On Monday, Stoops released his depth chart for Kentucky’s season opener Saturday against UT Martin, including seven redshirt freshmen and eight true freshmen on his two-deep roster. That’s 15 players from Stoops first two recruiting classes (both of which ranked in the top-fourth in the nation, according to 247 Sports) who could make their collegiate debuts for the Wildcats this weekend.
Even Stoops doesn’t know what to expect from his bevvy of newcomers.
“That’s part of the unknown … Certainly with young guys, some guys are going to go out there for the first time and they’re going to exceed our expectations, then some guys will probably have some rough spots here and there, have some mental mistakes, physical mistakes, things like that,” Stoops said in Monday’s press conference. “That’s why you have to get out there and play.”
Kentucky will not hold back from giving its freshmen their opportunities to learn on the field this season.
The Cats could use up to eight different receivers Saturday in their Air Raid attack, four of which are true freshmen – Dorrian Baker, Blake Bone, Garrett Johnson and T.V. Williams. All four receivers were highly regarded throughout their prep careers, but all four were also playing on Friday nights as recently as last season.
“We do feel good about the wide receiver position,” Stoops said. “… Maybe not as experienced as you’d like to be still at certain spots there, but talent-wise we’re getting to the point where those are the guys we’re looking for.
The right side of UK’s offensive line will also make its collegiate debut against the Skyhawks, as redshirt freshmen Ramsey Meyers (right guard) and Kyle Meadows (tackle) both earned the starting nods on the depth chart. It is likely, however, that Meadows will move back to second string following Saturday’s game when senior Darrian Miller’s suspension is up. He would be joined on the second team by fellow redshirt freshmen Nick Haynes and Cole Mosier, who Stoops hinted could also see time in Saturday’s opener.
Redshirt sophomore Patrick Towles gained valuable experience as a true freshman in 2012, but has not played in a live game for nearly two seasons. While he shakes off the rust against UT Martin, his backups – redshirt freshman Reese Phillips and true freshman Drew Barker – will both be waiting to make their collegiate debuts as well.

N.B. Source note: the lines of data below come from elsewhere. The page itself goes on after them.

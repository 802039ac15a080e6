//! The uniform result of a delivery attempt sequence.

use serde::Serialize;
use serde_json::Value;

/// Synthesized status for a confirmed send over a stateful session.
pub const STATUS_SENT: u16 = 200;
/// Synthesized status for a request the remote service refused.
pub const STATUS_REJECTED: u16 = 400;
/// Synthesized status for connectivity and unclassified failures.
pub const STATUS_FAILED: u16 = 500;

/// What came of one top-level `send`/`dispatch` call.
///
/// Built once when the call returns and read-only afterwards. A successful
/// outcome always carries a 2xx status.
#[derive(Debug, Clone, PartialEq, Serialize)]
pub struct DeliveryOutcome {
    status_code: Option<u16>,
    details: Value,
    succeeded: bool,
}

impl DeliveryOutcome {
    pub(crate) fn success(status_code: u16, details: impl Into<Value>) -> Self {
        debug_assert!(
            (200..300).contains(&status_code),
            "successful outcome with status {status_code}"
        );
        Self {
            status_code: Some(status_code),
            details: details.into(),
            succeeded: true,
        }
    }

    pub(crate) fn failure(status_code: Option<u16>, details: impl Into<Value>) -> Self {
        Self {
            status_code,
            details: details.into(),
            succeeded: false,
        }
    }

    /// Transport status, or the synthesized code on the stateful path.
    pub const fn status_code(&self) -> Option<u16> {
        self.status_code
    }

    /// Response body on the stateless path, a description otherwise.
    pub const fn details(&self) -> &Value {
        &self.details
    }

    pub const fn succeeded(&self) -> bool {
        self.succeeded
    }

    pub fn into_details(self) -> Value {
        self.details
    }
}
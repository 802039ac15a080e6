//! Telegram Bot API channel.
//!
//! Sends plain text messages via `POST /bot<token>/sendMessage`.

use std::fmt;

use async_trait::async_trait;
use herald_common::config::PoolSettings;
use serde_json::Value;

use super::NotificationChannel;
use crate::{
    DeliveryOutcome, RetryBudget, dispatch,
    error::TransportError,
    policy::Backoff,
    transport::{HttpPool, Payload, PayloadEncoding, PooledTransport},
};

pub const TELEGRAM_API_BASE: &str = "https://api.telegram.org";

/// Telegram channel configuration.
#[derive(Clone)]
pub struct TelegramConfig {
    /// Bot API token.
    pub token: String,
    /// Bot API root, without a trailing slash.
    pub api_base: String,
}

impl TelegramConfig {
    pub fn new(token: impl Into<String>) -> Self {
        Self {
            token: token.into(),
            api_base: TELEGRAM_API_BASE.to_string(),
        }
    }

    #[must_use]
    pub fn with_api_base(mut self, api_base: impl Into<String>) -> Self {
        self.api_base = api_base.into();
        self
    }

    fn send_message_url(&self) -> String {
        format!(
            "{}/bot{}/sendMessage",
            self.api_base.trim_end_matches('/'),
            self.token
        )
    }
}

impl fmt::Debug for TelegramConfig {
    fn fmt(&self, f: &mut fmt::Formatter<'_>) -> fmt::Result {
        f.debug_struct("TelegramConfig")
            .field("token", &"<redacted>")
            .field("api_base", &self.api_base)
            .finish()
    }
}

#[derive(Debug, Clone, PartialEq, Eq)]
pub struct TelegramMessage {
    /// User, group or channel id.
    pub chat_id: i64,
    pub text: String,
}

pub struct TelegramChannel<T = HttpPool> {
    url: String,
    transport: T,
    backoff: Backoff,
}

impl TelegramChannel<HttpPool> {
    /// Creates the channel with its own HTTP pool.
    pub fn with_pool(
        config: &TelegramConfig,
        pool: &PoolSettings,
        backoff: Backoff,
    ) -> Result<Self, TransportError> {
        Ok(Self::new(config, HttpPool::new(pool)?, backoff))
    }
}

impl<T: PooledTransport> TelegramChannel<T> {
    pub fn new(config: &TelegramConfig, transport: T, backoff: Backoff) -> Self {
        Self {
            url: config.send_message_url(),
            transport,
            backoff,
        }
    }
}

fn payload(message: &TelegramMessage) -> Payload {
    let mut payload = Payload::new();
    payload.insert("chat_id".to_string(), Value::from(message.chat_id));
    payload.insert("text".to_string(), Value::from(message.text.as_str()));
    payload
}

#[async_trait]
impl<T: PooledTransport> NotificationChannel for TelegramChannel<T> {
    type Notification = TelegramMessage;

    fn channel_type(&self) -> &'static str {
        "telegram"
    }

    async fn send(&self, message: &TelegramMessage, budget: RetryBudget) -> DeliveryOutcome {
        dispatch(
            &self.url,
            PayloadEncoding::Json,
            &payload(message),
            budget,
            self.backoff,
            &self.transport,
        )
        .await
    }

    async fn close(&self) {
        self.transport.close().await;
    }
}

Stoops’ defense is a much more experienced group with just three freshmen on the two-deep. One of those freshmen, defensive tackle Matt Elam, is sure to see time in the trenches despite being listed with the second team on the depth chart. The 375-pound tackle was a highly touted recruit from the state of Kentucky who fans have been anxiously waiting to see in UK’s Blue and White.

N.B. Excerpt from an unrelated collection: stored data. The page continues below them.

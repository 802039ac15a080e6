//! Client-side timeouts for the SMTP session.
//!
//! Every network operation of the stateful transport is wrapped in one of
//! these. An elapsed timeout is reported as a connectivity failure, so it
//! follows the same reset-and-retry path as a dropped connection.

use std::time::Duration;

use serde::{Deserialize, Serialize};

#[derive(Debug, Clone, PartialEq, Eq, Serialize, Deserialize)]
pub struct ClientTimeouts {
    /// Timeout for establishing the TCP (and implicit TLS) connection.
    ///
    /// Default: 30 seconds
    #[serde(default = "defaults::connect_secs")]
    pub connect_secs: u64,

    /// Timeout for single-line commands: EHLO, STARTTLS, AUTH, NOOP,
    /// MAIL FROM, RCPT TO.
    ///
    /// Default: 30 seconds
    #[serde(default = "defaults::command_secs")]
    pub command_secs: u64,

    /// Timeout for the DATA command and the message transfer.
    ///
    /// Default: 120 seconds (2 minutes)
    #[serde(default = "defaults::data_secs")]
    pub data_secs: u64,

    /// Timeout for QUIT. A timed out QUIT never fails a delivery.
    ///
    /// Default: 10 seconds
    #[serde(default = "defaults::quit_secs")]
    pub quit_secs: u64,
}

impl Default for ClientTimeouts {
    fn default() -> Self {
        Self {
            connect_secs: defaults::connect_secs(),
            command_secs: defaults::command_secs(),
            data_secs: defaults::data_secs(),
            quit_secs: defaults::quit_secs(),
        }
    }
}

impl ClientTimeouts {
    #[must_use]
    pub const fn connect(&self) -> Duration {
        Duration::from_secs(self.connect_secs)
    }

    #[must_use]
    pub const fn command(&self) -> Duration {
        Duration::from_secs(self.command_secs)
    }

    #[must_use]
    pub const fn data(&self) -> Duration {
        Duration::from_secs(self.data_secs)
    }

    #[must_use]
    pub const fn quit(&self) -> Duration {
        Duration::from_secs(self.quit_secs)
    }
}

mod defaults {
    pub const fn connect_secs() -> u64 {
        30
    }
    pub const fn command_secs() -> u64 {
        30
    }
    pub const fn data_secs() -> u64 {
        120 // 2 minutes
    }
    pub const fn quit_secs() -> u64 {
        10
    }
}
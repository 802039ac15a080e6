//! SMTP reply parsing.

use super::error::{ClientError, Result};

/// One line of a (possibly multi-line) reply.
#[derive(Debug, Clone, PartialEq, Eq)]
pub struct ResponseLine {
    pub code: u16,
    /// `false` for `250-...` continuation lines.
    pub is_last: bool,
    pub message: String,
}

/// A complete SMTP reply.
#[derive(Debug, Clone, PartialEq, Eq)]
pub struct Response {
    pub code: u16,
    pub lines: Vec<String>,
}

impl Response {
    #[must_use]
    pub const fn new(code: u16, lines: Vec<String>) -> Self {
        Self { code, lines }
    }

    /// All text lines joined with newlines.
    #[must_use]
    pub fn message(&self) -> String {
        self.lines.join("\n")
    }

    /// 2xx
    #[must_use]
    pub const fn is_success(&self) -> bool {
        self.code >= 200 && self.code < 300
    }

    /// 5xx
    #[must_use]
    pub const fn is_permanent_error(&self) -> bool {
        self.code >= 500 && self.code < 600
    }

    /// Whether an EHLO reply advertises `keyword` (case-insensitive),
    /// e.g. `STARTTLS` or `AUTH`.
    ///
    /// The first line of an EHLO reply is the server greeting and is skipped.
    #[must_use]
    pub fn has_extension(&self, keyword: &str) -> bool {
        self.extension_params(keyword).is_some()
    }

    /// The parameters following an advertised extension keyword, e.g. the
    /// mechanism list of `250-AUTH PLAIN LOGIN`.
    #[must_use]
    pub fn extension_params(&self, keyword: &str) -> Option<Vec<String>> {
        self.lines.iter().skip(1).find_map(|line| {
            let mut words = line.split_whitespace();
            words
                .next()
                .filter(|word| word.eq_ignore_ascii_case(keyword))
                .map(|_| words.map(str::to_ascii_uppercase).collect())
        })
    }

    /// Parses a single reply line (without its line terminator).
    ///
    /// # Errors
    ///
    /// Returns `ClientError::ParseError` if the line doesn't match SMTP format.
    pub fn parse_line(line: &str) -> Result<ResponseLine> {
        let code = line
            .get(..3)
            .filter(|digits| digits.bytes().all(|b| b.is_ascii_digit()))
            .and_then(|digits| digits.parse::<u16>().ok())
            .ok_or_else(|| ClientError::ParseError(format!("Invalid status code in '{line}'")))?;

        let is_last = match line.as_bytes().get(3) {
            None | Some(b' ') => true,
            Some(b'-') => false,
            Some(&other) => {
                return Err(ClientError::ParseError(format!(
                    "Invalid separator character: '{}'",
                    char::from(other)
                )));
            }
        };

        Ok(ResponseLine {
            code,
            is_last,
            message: line.get(4..).unwrap_or_default().to_string(),
        })
    }

    /// Parses one complete reply from the front of `buffer`.
    ///
    /// Returns `None` while the reply is still incomplete, otherwise the reply
    /// and the number of bytes it occupied.
    ///
    /// # Errors
    ///
    /// Returns `ClientError::ParseError` if the response is malformed.
    pub fn parse_response(buffer: &[u8]) -> Result<Option<(Self, usize)>> {
        let mut consumed = 0;
        let mut code = None;
        let mut lines = Vec::new();

        while let Some(offset) = buffer[consumed..].iter().position(|&b| b == b'\n') {
            let raw = &buffer[consumed..consumed + offset];
            consumed += offset + 1;

            let text = std::str::from_utf8(raw)?;
            let text = text.strip_suffix('\r').unwrap_or(text);
            if text.is_empty() {
                continue;
            }

            let parsed = Self::parse_line(text)?;
            match code {
                Some(expected) if expected != parsed.code => {
                    return Err(ClientError::ParseError(format!(
                        "Status code mismatch in multi-line response: expected {expected}, got {}",
                        parsed.code
                    )));
                }
                Some(_) => {}
                None => code = Some(parsed.code),
            }

            lines.push(parsed.message);

            if parsed.is_last {
                return Ok(Some((Self::new(parsed.code, lines), consumed)));
            }
        }

        Ok(None)
    }
}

Redshirt freshman Reggie Meant could also rotate onto the field for a few plays as a reserve defensive end, while Kendall Randolph could see some time as an extra defensive back, although Kentucky’s secondary is perhaps its most experienced unit in terms of live game experience.
Stanley “Boom” Williams, another promising freshman from Stoops’ 2014 recruiting class, did not make the two-deep at his natural tailback position, but was listed as the team’s primary kickoff returner. If Williams is able to shine on special teams during his rookie season, he could earn himself an increased role by the mid-season.
Lost among all the sensational freshmen who could make their debuts Saturday is redshirt freshman place kicker Austin MacGinnis, who was listed alone on the team’s depth chart.
The Cats’ head coach said getting acclimated to the speed of a live game is the greatest challenge his freshmen will face on Saturday and throughout the season, adding he has tried to simulate high-pressure, live game situations to prepare his freshmen for Saturday’s action.
However, the head coach also admitted there is no simulation truly capable of preparing a freshman to play in front of 60,000 fans in person and millions more watching on television.
“That’s why you have to get out there and play,” Stoops said. “There’s no substitution for experience. You got to get them out there, get them on the field, and get them playing. We tried to put them in as many game‑like situations as we could. We try to prepare them the best we can with all different situations. … We’ll see how they go play.”